Given records

◇ ◇ ◇ ◇

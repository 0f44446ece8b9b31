//! GPU buffers and texture arrays for finished batches

use crate::batch::{Batch, PixelFormat};
use crate::core::error::Error;
use crate::mesh::{VertexAttributes, VertexPos};

/// wgpu format for a texture array
pub fn texture_format(format: PixelFormat) -> wgpu::TextureFormat {
    match format {
        PixelFormat::Rgba8Unorm => wgpu::TextureFormat::Rgba8Unorm,
        PixelFormat::Rgba8UnormSrgb => wgpu::TextureFormat::Rgba8UnormSrgb,
    }
}

/// Buffer size for `bytes`, never zero and a multiple of the copy alignment
pub fn buffer_size(bytes: usize) -> u64 {
    (bytes as u64).max(wgpu::COPY_BUFFER_ALIGNMENT).next_multiple_of(wgpu::COPY_BUFFER_ALIGNMENT)
}

/// Vertex buffer layouts: positions, attributes, texture layers.
pub fn vertex_buffer_layouts() -> [wgpu::VertexBufferLayout<'static>; 3] {
    const POSITION: [wgpu::VertexAttribute; 1] = wgpu::vertex_attr_array![0 => Float32x3];
    const ATTRIBUTES: [wgpu::VertexAttribute; 6] = wgpu::vertex_attr_array![
        1 => Float32x3, // normal
        2 => Float32x2, // uv
        3 => Float32x3, // lightmap uv + index
        4 => Float32x4, // light color
        5 => Float32x3, // light direction
        6 => Float32,   // sun visibility
    ];
    const LAYER: [wgpu::VertexAttribute; 1] = wgpu::vertex_attr_array![7 => Uint32];

    [
        wgpu::VertexBufferLayout {
            array_stride: std::mem::size_of::<VertexPos>() as u64,
            step_mode: wgpu::VertexStepMode::Vertex,
            attributes: &POSITION,
        },
        wgpu::VertexBufferLayout {
            array_stride: std::mem::size_of::<VertexAttributes>() as u64,
            step_mode: wgpu::VertexStepMode::Vertex,
            attributes: &ATTRIBUTES,
        },
        wgpu::VertexBufferLayout {
            array_stride: std::mem::size_of::<u32>() as u64,
            step_mode: wgpu::VertexStepMode::Vertex,
            attributes: &LAYER,
        },
    ]
}

/// GPU resources of one batch
pub struct GpuBatch {
    pub positions: wgpu::Buffer,
    pub attributes: wgpu::Buffer,
    pub texture_layers: wgpu::Buffer,
    pub indices: Option<wgpu::Buffer>,
    pub texture: wgpu::Texture,
    pub texture_view: wgpu::TextureView,
    pub vertex_count: u32,
    pub index_count: u32,
    pub lod_index_start: u32,
}

fn create_filled_buffer(
    device: &wgpu::Device,
    queue: &wgpu::Queue,
    label: &str,
    usage: wgpu::BufferUsages,
    data: &[u8],
) -> wgpu::Buffer {
    let buffer = device.create_buffer(&wgpu::BufferDescriptor {
        label: Some(label),
        size: buffer_size(data.len()),
        usage: usage | wgpu::BufferUsages::COPY_DST,
        mapped_at_creation: false,
    });
    if !data.is_empty() {
        queue.write_buffer(&buffer, 0, data);
    }
    buffer
}

impl GpuBatch {
    /// Create buffers and the texture array for `batch` and queue their
    /// contents.
    pub fn upload(device: &wgpu::Device, queue: &wgpu::Queue, batch: &Batch) -> Result<Self, Error> {
        let strategy = batch.strategy();
        let streams = strategy.vertex_streams(batch);
        let array = strategy.texture(batch);
        let layout = array.layout;

        if array.is_empty() {
            return Err(Error::Gpu("batch has no textures".into()));
        }
        let max_layers = device.limits().max_texture_array_layers;
        if array.len() as u32 > max_layers {
            return Err(Error::Gpu(format!("{} texture layers exceed the device limit of {}", array.len(), max_layers)));
        }

        let label = strategy.name();
        let positions = create_filled_buffer(device, queue, label, wgpu::BufferUsages::VERTEX, streams.positions);
        let attributes = create_filled_buffer(device, queue, label, wgpu::BufferUsages::VERTEX, streams.attributes);
        let texture_layers =
            create_filled_buffer(device, queue, label, wgpu::BufferUsages::VERTEX, streams.texture_layers);
        let indices = streams
            .indices
            .map(|data| create_filled_buffer(device, queue, label, wgpu::BufferUsages::INDEX, data));

        let texture = device.create_texture(&wgpu::TextureDescriptor {
            label: Some("batch_textures"),
            size: wgpu::Extent3d {
                width: layout.width,
                height: layout.height,
                depth_or_array_layers: array.len() as u32,
            },
            mip_level_count: layout.mip_count,
            sample_count: 1,
            dimension: wgpu::TextureDimension::D2,
            format: texture_format(layout.format),
            usage: wgpu::TextureUsages::TEXTURE_BINDING | wgpu::TextureUsages::COPY_DST,
            view_formats: &[],
        });

        for (layer, data) in array.layers().iter().enumerate() {
            for (level, pixels) in data.mips.iter().enumerate() {
                let level = level as u32;
                let (width, height) = layout.mip_extent(level);
                queue.write_texture(
                    wgpu::TexelCopyTextureInfo {
                        texture: &texture,
                        mip_level: level,
                        origin: wgpu::Origin3d { x: 0, y: 0, z: layer as u32 },
                        aspect: wgpu::TextureAspect::All,
                    },
                    pixels,
                    wgpu::TexelCopyBufferLayout {
                        offset: 0,
                        bytes_per_row: Some(layout.format.bytes_per_row(width)),
                        rows_per_image: Some(height),
                    },
                    wgpu::Extent3d {
                        width,
                        height,
                        depth_or_array_layers: 1,
                    },
                );
            }
        }

        let texture_view = texture.create_view(&wgpu::TextureViewDescriptor {
            label: Some("batch_textures_view"),
            dimension: Some(wgpu::TextureViewDimension::D2Array),
            ..Default::default()
        });

        log::debug!(
            "Uploaded {} batch: {} vertices, {} indices, {} texture layers ({}KB)",
            label,
            batch.vertex_count(),
            batch.indices.len(),
            array.len(),
            array.byte_size() / 1024
        );

        Ok(Self {
            positions,
            attributes,
            texture_layers,
            indices,
            texture,
            texture_view,
            vertex_count: batch.vertex_count(),
            index_count: batch.index_count(),
            lod_index_start: batch.lod_index_start,
        })
    }
}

◇ ◇ ◇ ◇

Your task
Look through the material above for "data" and copy the lines that have it.

Worked solution
    data: &[u8],
        size: buffer_size(data.len()),
    if !data.is_empty() {
        queue.write_buffer(&buffer, 0, data);
            .map(|data| create_filled_buffer(device, queue, label, wgpu::BufferUsages::INDEX, data));
        for (layer, data) in array.layers().iter().enumerate() {
            for (level, pixels) in data.mips.iter().enumerate() {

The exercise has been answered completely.